Another point to consider, but not directly evaluated in this study, is that Stau1⁵⁵ binds to ribosomes (37,45,47). Specifically, Stau1⁵⁵ interacts with the 60S ribosomal subunit (45). Thus, we cannot exclude the possibility that the function of Stau1⁵⁵ or the Stau1⁵⁵-HIV-1 RNP complex is to stabilize ribosome assembly, polysome association, and ribosome occupancy of the HIV-1 vRNA (33,47,64), all processes independent from the mechanism by which the HIV-1 vRNA recruits the 40S ribosomal subunit. This last possibility could explain why Stau1⁵⁵ enhanced both cap- and IRES-mediated translation initiation as its function would be shared regardless of the mechanism of translation initiation.

As observed for Stau1⁵⁵, overexpression of the Stau1⁵⁵-dsRBD3 moiety alone was sufficient to promote HIV-1 IRES activity in cells expressing endogenous levels of Staufen1, HCT116, and HeLa, and rescue HIV-1 IRES activity in SKO cells (Figure 6). These findings support the possibility that, at least in part, RNA structural rearrangement induced by the dsRBD3 binding could assist in stimulating IRES-mediated translation. Studies of the Drosophila dStau1-dsRBD3, which is homologous to the human Stau1⁵⁵-dsRBD3, showed that dsRBD3 binds hairpin RNA structures with double-helical stems with micromolar affinity (81). Binding of the dStau1–dsRBD3 to its target RNA induced a kink at the stem-loop junction, bending the RNA (81). It is plausible that this RNA structural change associated with dsRBD3 binding is responsible for enhancing HIV-1 IRES activity.

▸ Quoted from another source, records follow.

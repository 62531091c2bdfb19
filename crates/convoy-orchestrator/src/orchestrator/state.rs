//! Per-service run state machine.
//!
//! ```text
//! IDLE -> LOCKING -> BACKING_UP -> APPLYING -> VERIFYING -> UNLOCKING -> DONE
//!            |                                                ^
//!            +------------------(nothing to do)---------------+
//! any non-terminal -> FAILED | BLOCKED
//! ```

use std::fmt;

use serde::Serialize;

#[derive(Debug, Clone, Copy, PartialEq, Eq, Hash, Serialize)]
#[serde(rename_all = "SCREAMING_SNAKE_CASE")]
pub enum ServiceState {
    Idle,
    Locking,
    BackingUp,
    Applying,
    Verifying,
    Unlocking,
    Done,
    Failed,
    Blocked,
}

impl ServiceState {
    pub fn as_str(&self) -> &'static str {
        match self {
            Self::Idle => "IDLE",
            Self::Locking => "LOCKING",
            Self::BackingUp => "BACKING_UP",
            Self::Applying => "APPLYING",
            Self::Verifying => "VERIFYING",
            Self::Unlocking => "UNLOCKING",
            Self::Done => "DONE",
            Self::Failed => "FAILED",
            Self::Blocked => "BLOCKED",
        }
    }

    pub fn is_terminal(&self) -> bool {
        matches!(self, Self::Done | Self::Failed | Self::Blocked)
    }

    pub fn can_transition_to(&self, next: ServiceState) -> bool {
        use ServiceState::*;
        if self.is_terminal() {
            return false;
        }
        matches!(
            (*self, next),
            (_, Failed)
                | (_, Blocked)
                | (Idle, Locking)
                | (Locking, BackingUp)
                | (Locking, Unlocking)
                | (BackingUp, Applying)
                | (Applying, Verifying)
                | (Verifying, Unlocking)
                | (Unlocking, Done)
        )
    }
}

impl fmt::Display for ServiceState {
    fn fmt(&self, f: &mut fmt::Formatter<'_>) -> fmt::Result {
        f.write_str(self.as_str())
    }
}
//! Restoring a service database from a backup artifact.

use convoy_core::errors::{BackupError, OrchestratorError, OrchestratorResult};
use convoy_core::traits::ServiceAdapter;
use convoy_core::types::{display_revision, AuditOperation, AuditOutcome, BackupArtifact, ServiceId};

use super::lease::LockLease;
use super::report::{RunError, RunKind, RunReport};
use super::run::{RunContext, ServiceRun};
use super::state::ServiceState;
use super::Orchestrator;

impl Orchestrator {
    /// Replace `service`'s database with the contents of `artifact_id`.
    /// The current database is snapshotted first, so a restore can itself
    /// be undone.
    pub fn restore_service(
        &self,
        service: &ServiceId,
        artifact_id: &str,
    ) -> Result<RunReport, RunError> {
        let mut ctx = RunContext::start(self, RunKind::Restore)?;
        let prepared = self.adapter(service).cloned().and_then(|adapter| {
            let artifact = self.backups.get(artifact_id)?;
            if &artifact.service_id != service {
                return Err(BackupError::NotFound(format!(
                    "{artifact_id} belongs to {}, not {service}",
                    artifact.service_id
                ))
                .into());
            }
            Ok((adapter, artifact))
        });
        let (adapter, artifact) = match prepared {
            Ok(prepared) => prepared,
            Err(e) => return Err(ctx.fail(e)),
        };

        let mut svc = ServiceRun::new(service.clone(), None);
        let result = self.with_service_lock(&ctx, &mut svc, |svc, lease| {
            self.restore_locked(&ctx, adapter.as_ref(), &artifact, svc, lease)
        });
        if let Err(e) = &result {
            svc.fail(e);
        }
        ctx.push(svc);
        match result {
            Ok(()) => ctx.finish(),
            Err(e) => Err(ctx.fail(e)),
        }
    }

    fn restore_locked(
        &self,
        ctx: &RunContext<'_>,
        adapter: &dyn ServiceAdapter,
        artifact: &BackupArtifact,
        svc: &mut ServiceRun,
        lease: &mut LockLease<'_>,
    ) -> OrchestratorResult<()> {
        // Restoring is how a blocked service gets unstuck, so inconsistent
        // or unreadable state does not stop it.
        let before = adapter.status().ok().and_then(|s| s.current().cloned());
        svc.report.from = before.clone();
        svc.report.to = before;

        svc.advance(ServiceState::BackingUp);
        self.snapshot(ctx, adapter, svc, lease)?;

        svc.advance(ServiceState::Applying);
        self.heartbeat(ctx, svc, lease)?;
        if let Err(e) = self.backups.restore(artifact, adapter.backup_source()) {
            ctx.record_failure(svc, AuditOperation::Restore, AuditOutcome::Failed, e.to_string());
            return Err(e.into());
        }
        ctx.record(
            svc,
            AuditOperation::Restore,
            AuditOutcome::Ok,
            format!("restored from {}", artifact.id),
        )?;

        svc.advance(ServiceState::Verifying);
        let status = match adapter.status() {
            Ok(status) => status,
            Err(e) => {
                ctx.record_failure(svc, AuditOperation::Verify, AuditOutcome::Failed, e.to_string());
                return Err(e.into());
            }
        };
        svc.report.to = status.current().cloned();
        if let Some(reason) = status.inconsistency() {
            let err = OrchestratorError::VerificationMismatch {
                service: svc.id().clone(),
                expected: "consistent state".to_string(),
                actual: reason.to_string(),
            };
            ctx.record_failure(svc, AuditOperation::Verify, AuditOutcome::Mismatch, err.to_string());
            return Err(err);
        }
        ctx.record(
            svc,
            AuditOperation::Verify,
            AuditOutcome::Ok,
            format!("at {}", display_revision(status.current())),
        )
    }
}
//! Stable error codes shared by every convoy error type.

pub const ADAPTER_APPLY_FAILED: &str = "APPLY_FAILED";
pub const ADAPTER_ROLLBACK_FAILED: &str = "ROLLBACK_FAILED";
pub const ADAPTER_UNAVAILABLE: &str = "ADAPTER_UNAVAILABLE";
pub const BLOCKED: &str = "BLOCKED";
pub const LOCK_HELD: &str = "LOCK_HELD";
pub const LOCK_LOST: &str = "LOCK_LOST";
pub const BACKUP_FAILED: &str = "BACKUP_FAILED";
pub const BACKUP_CORRUPTED: &str = "BACKUP_CORRUPTED";
pub const BACKUP_NOT_FOUND: &str = "BACKUP_NOT_FOUND";
pub const VERIFICATION_MISMATCH: &str = "VERIFICATION_MISMATCH";
pub const STALE_PLAN: &str = "STALE_PLAN";
pub const CANCELLED: &str = "CANCELLED";
pub const CONFIG_ERROR: &str = "CONFIG_ERROR";
pub const STORAGE_ERROR: &str = "STORAGE_ERROR";
pub const AUDIT_ERROR: &str = "AUDIT_ERROR";

/// Implemented by every error enum so callers (CLI, dashboard) can report a
/// stable machine-readable code next to the human message.
pub trait ConvoyErrorCode {
    fn error_code(&self) -> &'static str;
}
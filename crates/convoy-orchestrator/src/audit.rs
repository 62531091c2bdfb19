//! Append-only audit log backed by the `audit_log` table.
//!
//! Entries are never updated or deleted: the table carries triggers that
//! abort any UPDATE or DELETE, and this module exposes no such operation.
//! Sequence numbers are strictly increasing within the store.

use std::sync::Arc;

use chrono::{DateTime, Utc};
use rusqlite::{params, Connection, Row};
use tracing::debug;

use convoy_core::errors::{AuditError, AuditResult};
use convoy_core::traits::Clock;
use convoy_core::types::time::{format_timestamp, parse_timestamp};
use convoy_core::types::{
    AuditEntry, AuditOperation, AuditOutcome, NewAuditEntry, RunId, ServiceId,
};

use crate::coordinator_db::CoordinatorDb;

const SELECT_COLUMNS: &str =
    "SELECT sequence_no, recorded_at, actor, run_id, service_id, operation, outcome, detail
     FROM audit_log";

pub struct AuditLog {
    db: CoordinatorDb,
    clock: Arc<dyn Clock>,
}

impl AuditLog {
    pub fn new(db: CoordinatorDb, clock: Arc<dyn Clock>) -> Self {
        Self { db, clock }
    }

    /// Durably append one entry. Returns it with its assigned sequence number.
    pub fn append(&self, entry: NewAuditEntry) -> AuditResult<AuditEntry> {
        let conn = self.db.connect().map_err(append_err)?;
        let timestamp = self.clock.now();
        conn.execute(
            "INSERT INTO audit_log
                (recorded_at, actor, run_id, service_id, operation, outcome, detail)
             VALUES (?1, ?2, ?3, ?4, ?5, ?6, ?7)",
            params![
                format_timestamp(&timestamp),
                entry.actor,
                entry.run_id.as_ref().map(|r| r.as_str()),
                entry.service_id.as_ref().map(|s| s.as_str()),
                entry.operation.as_str(),
                entry.outcome.as_str(),
                entry.detail,
            ],
        )
        .map_err(append_err)?;
        let sequence_no = conn.last_insert_rowid();

        debug!(
            sequence_no,
            operation = entry.operation.as_str(),
            outcome = entry.outcome.as_str(),
            service = entry.service_id.as_ref().map(|s| s.as_str()).unwrap_or("-"),
            "audit"
        );

        Ok(AuditEntry {
            sequence_no,
            timestamp,
            actor: entry.actor,
            run_id: entry.run_id,
            service_id: entry.service_id,
            operation: entry.operation,
            outcome: entry.outcome,
            detail: entry.detail,
        })
    }

    /// Entries for one service, in sequence order.
    pub fn by_service(&self, service: &ServiceId) -> AuditResult<Vec<AuditEntry>> {
        self.query(
            &format!("{SELECT_COLUMNS} WHERE service_id = ?1 ORDER BY sequence_no"),
            [service.as_str()],
        )
    }

    /// Entries recorded in `[from, to]`, in sequence order.
    pub fn by_time_range(
        &self,
        from: DateTime<Utc>,
        to: DateTime<Utc>,
    ) -> AuditResult<Vec<AuditEntry>> {
        self.query(
            &format!(
                "{SELECT_COLUMNS} WHERE recorded_at >= ?1 AND recorded_at <= ?2
                 ORDER BY sequence_no"
            ),
            [format_timestamp(&from), format_timestamp(&to)],
        )
    }

    /// Every entry a single run produced.
    pub fn by_run(&self, run_id: &RunId) -> AuditResult<Vec<AuditEntry>> {
        self.query(
            &format!("{SELECT_COLUMNS} WHERE run_id = ?1 ORDER BY sequence_no"),
            [run_id.as_str()],
        )
    }

    /// The newest `limit` entries, oldest first.
    pub fn recent(&self, limit: usize) -> AuditResult<Vec<AuditEntry>> {
        let limit = i64::try_from(limit).unwrap_or(i64::MAX);
        let mut entries = self.query(
            &format!("{SELECT_COLUMNS} ORDER BY sequence_no DESC LIMIT ?1"),
            [limit],
        )?;
        entries.reverse();
        Ok(entries)
    }

    pub fn count(&self) -> AuditResult<u64> {
        let conn = self.db.connect().map_err(query_err)?;
        conn.query_row("SELECT COUNT(*) FROM audit_log", [], |row| row.get(0))
            .map_err(query_err)
    }

    fn query<P: rusqlite::Params>(&self, sql: &str, params: P) -> AuditResult<Vec<AuditEntry>> {
        let conn = self.db.connect().map_err(query_err)?;
        let raw = collect_raw(&conn, sql, params).map_err(query_err)?;
        raw.into_iter().map(RawAuditRow::into_entry).collect()
    }
}

/// Row as stored, before the text columns are parsed back into types.
struct RawAuditRow {
    sequence_no: i64,
    recorded_at: String,
    actor: String,
    run_id: Option<String>,
    service_id: Option<String>,
    operation: String,
    outcome: String,
    detail: String,
}

impl RawAuditRow {
    fn from_row(row: &Row<'_>) -> rusqlite::Result<Self> {
        Ok(Self {
            sequence_no: row.get(0)?,
            recorded_at: row.get(1)?,
            actor: row.get(2)?,
            run_id: row.get(3)?,
            service_id: row.get(4)?,
            operation: row.get(5)?,
            outcome: row.get(6)?,
            detail: row.get(7)?,
        })
    }

    fn into_entry(self) -> AuditResult<AuditEntry> {
        let malformed = |message: String| AuditError::Malformed {
            sequence_no: self.sequence_no,
            message,
        };
        let timestamp = parse_timestamp(&self.recorded_at)
            .map_err(|e| malformed(format!("recorded_at '{}': {e}", self.recorded_at)))?;
        let operation = AuditOperation::parse(&self.operation)
            .ok_or_else(|| malformed(format!("unknown operation '{}'", self.operation)))?;
        let outcome = AuditOutcome::parse(&self.outcome)
            .ok_or_else(|| malformed(format!("unknown outcome '{}'", self.outcome)))?;

        Ok(AuditEntry {
            sequence_no: self.sequence_no,
            timestamp,
            actor: self.actor,
            run_id: self.run_id.map(|r| RunId::from(r.as_str())),
            service_id: self.service_id.map(ServiceId::from),
            operation,
            outcome,
            detail: self.detail,
        })
    }
}

fn collect_raw<P: rusqlite::Params>(
    conn: &Connection,
    sql: &str,
    params: P,
) -> rusqlite::Result<Vec<RawAuditRow>> {
    let mut stmt = conn.prepare(sql)?;
    let rows = stmt.query_map(params, RawAuditRow::from_row)?;
    rows.collect()
}

fn append_err(e: rusqlite::Error) -> AuditError {
    AuditError::AppendFailed {
        message: e.to_string(),
    }
}

fn query_err(e: rusqlite::Error) -> AuditError {
    AuditError::QueryFailed {
        message: e.to_string(),
    }
}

Further experiments will be required to validate this last interpretation.

Despite the relevance of our findings, an apparent caveat of the study is that experiments were not conducted in T-cells, natural target cells for HIV-1. Nonetheless, previous reports conclude that the fundamental RNA-dependent mechanism-driving IRES function from the 5′UTR of the HIV-1 vRNA is similar between T-cells and other cell types, albeit with different activities (18). Furthermore, Stau1⁵⁵ is ubiquitously expressed in different cell types where it plays a direct role in various stages of the HIV-1 replication cycle in all cells it has been evaluated, including T-cells, HeLa cells and HEK 293T, amongst others (32,34–37,52,72). Thus, we expect our results that show that Stau1⁵⁵ enhances IRES-mediated translation initiation of the HIV-1 vRNA, to be valid in all cell lines and cell types capable of supporting HIV-1 IRES activity.

In conclusion, this study provides evidence that Stau1⁵⁵ acts as a genuine ITAF for the HIV-1 IRES, thereby providing a novel and additional function of this multifunctional RBP, understood to regulate several steps of HIV-1 replication. The results described herein show that Stau1⁵⁵ positively regulates HIV-1 vRNA cap-independent translation initiation.

DATA AVAILABILITY

All data are available upon request.

FUNDING

The work was supported by the Agencia Nacional de Investigacion y Desarrollo (ANID); Gobierno de Chile [FONDECYT 1170590 and FONDECYT 1210736] to M.L-L.; Iniciativa Cientifica Milenio (ICM), Instituto Milenio de Inmunología e Inmunoterapia [P09/016-F; ICN09_016 to M.L-L.]; Canadian Institutes of Health Research (CIHR) [FRN-56974 and FRN-162447 to A.J.M.]. M.N. was supported by generous funding from the Lady Davis Institute at the Jewish General Hospital (Montreal, Canada); P.G. was supported by a scholarship from the Mexican Instituto de Financiamiento e Información para la Educación (EDUCAFIN); B.L-U. was supported by a Doctoral Fellowship from the Vicerrectoría de Investigación (VRI), PUC; Y.F. was supported by ANID-Doctoral Fellowship 21191169. Funding for open access charge: FONDECYT [1210736].

Conflict of interest statement. None declared.